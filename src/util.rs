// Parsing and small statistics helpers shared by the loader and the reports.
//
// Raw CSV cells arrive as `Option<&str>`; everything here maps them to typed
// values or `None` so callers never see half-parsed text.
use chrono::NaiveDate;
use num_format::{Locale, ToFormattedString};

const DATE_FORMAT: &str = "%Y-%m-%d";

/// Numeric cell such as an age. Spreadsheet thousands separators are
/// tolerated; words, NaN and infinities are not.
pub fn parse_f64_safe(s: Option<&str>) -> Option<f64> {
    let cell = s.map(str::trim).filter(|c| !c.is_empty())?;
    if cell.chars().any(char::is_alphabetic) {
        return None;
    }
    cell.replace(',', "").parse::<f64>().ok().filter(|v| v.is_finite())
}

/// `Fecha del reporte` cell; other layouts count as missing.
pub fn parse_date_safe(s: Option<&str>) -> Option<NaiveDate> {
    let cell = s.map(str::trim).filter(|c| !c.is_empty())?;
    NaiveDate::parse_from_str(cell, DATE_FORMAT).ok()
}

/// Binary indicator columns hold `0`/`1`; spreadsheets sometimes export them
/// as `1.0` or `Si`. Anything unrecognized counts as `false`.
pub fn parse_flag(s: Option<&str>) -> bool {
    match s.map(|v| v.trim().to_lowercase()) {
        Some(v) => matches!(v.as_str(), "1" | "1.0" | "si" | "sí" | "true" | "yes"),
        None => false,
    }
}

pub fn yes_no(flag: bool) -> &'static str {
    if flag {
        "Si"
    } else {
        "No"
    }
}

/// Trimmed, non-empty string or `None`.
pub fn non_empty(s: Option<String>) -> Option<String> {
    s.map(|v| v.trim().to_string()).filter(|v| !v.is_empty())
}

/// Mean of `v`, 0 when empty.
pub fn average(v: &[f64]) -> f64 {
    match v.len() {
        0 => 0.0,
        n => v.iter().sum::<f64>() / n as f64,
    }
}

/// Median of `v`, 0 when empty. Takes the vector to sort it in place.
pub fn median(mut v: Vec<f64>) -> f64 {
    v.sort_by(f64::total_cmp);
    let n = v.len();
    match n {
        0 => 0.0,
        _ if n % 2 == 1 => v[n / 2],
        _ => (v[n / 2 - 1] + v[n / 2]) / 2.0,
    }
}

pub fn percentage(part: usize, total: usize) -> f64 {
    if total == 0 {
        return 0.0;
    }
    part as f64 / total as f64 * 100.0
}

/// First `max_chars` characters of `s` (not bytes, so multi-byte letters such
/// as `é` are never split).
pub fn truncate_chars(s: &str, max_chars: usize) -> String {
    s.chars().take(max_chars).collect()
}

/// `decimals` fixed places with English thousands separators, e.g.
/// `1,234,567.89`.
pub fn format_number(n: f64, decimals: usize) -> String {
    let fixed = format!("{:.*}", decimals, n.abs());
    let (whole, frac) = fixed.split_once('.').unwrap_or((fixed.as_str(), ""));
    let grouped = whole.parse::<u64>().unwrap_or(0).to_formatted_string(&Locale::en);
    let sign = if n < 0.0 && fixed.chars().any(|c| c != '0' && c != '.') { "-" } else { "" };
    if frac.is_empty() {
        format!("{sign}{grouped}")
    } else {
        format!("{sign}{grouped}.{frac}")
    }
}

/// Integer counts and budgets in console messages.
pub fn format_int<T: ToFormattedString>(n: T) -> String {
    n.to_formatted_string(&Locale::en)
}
====================
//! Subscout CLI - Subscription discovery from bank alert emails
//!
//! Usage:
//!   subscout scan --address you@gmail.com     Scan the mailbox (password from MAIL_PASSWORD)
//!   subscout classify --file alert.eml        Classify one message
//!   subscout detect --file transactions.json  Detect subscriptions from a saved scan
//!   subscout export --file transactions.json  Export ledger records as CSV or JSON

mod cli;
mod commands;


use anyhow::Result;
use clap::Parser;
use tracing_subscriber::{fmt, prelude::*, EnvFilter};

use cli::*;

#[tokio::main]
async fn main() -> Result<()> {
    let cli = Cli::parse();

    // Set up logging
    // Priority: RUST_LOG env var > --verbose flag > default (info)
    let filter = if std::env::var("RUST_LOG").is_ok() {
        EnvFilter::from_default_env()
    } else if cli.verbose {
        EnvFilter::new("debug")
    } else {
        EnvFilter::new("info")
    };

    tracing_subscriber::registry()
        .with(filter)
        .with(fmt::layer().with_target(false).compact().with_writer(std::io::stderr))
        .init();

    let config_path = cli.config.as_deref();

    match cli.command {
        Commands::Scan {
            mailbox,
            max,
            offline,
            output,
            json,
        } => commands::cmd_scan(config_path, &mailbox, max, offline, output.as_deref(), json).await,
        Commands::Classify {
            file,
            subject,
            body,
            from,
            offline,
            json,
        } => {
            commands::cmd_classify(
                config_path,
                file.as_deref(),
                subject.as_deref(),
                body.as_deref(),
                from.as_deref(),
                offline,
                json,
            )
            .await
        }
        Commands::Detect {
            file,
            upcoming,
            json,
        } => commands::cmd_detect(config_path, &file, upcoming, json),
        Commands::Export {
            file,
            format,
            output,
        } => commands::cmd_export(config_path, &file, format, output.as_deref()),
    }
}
====================
- INSTRUCTIONS FOR THE TASK
Lines from the entries that contain the word "with" are what the answer must hold.

- TASK RESULT
/// `decimals` fixed places with English thousands separators, e.g.
        .with(filter)
        .with(fmt::layer().with_target(false).compact().with_writer(std::io::stderr))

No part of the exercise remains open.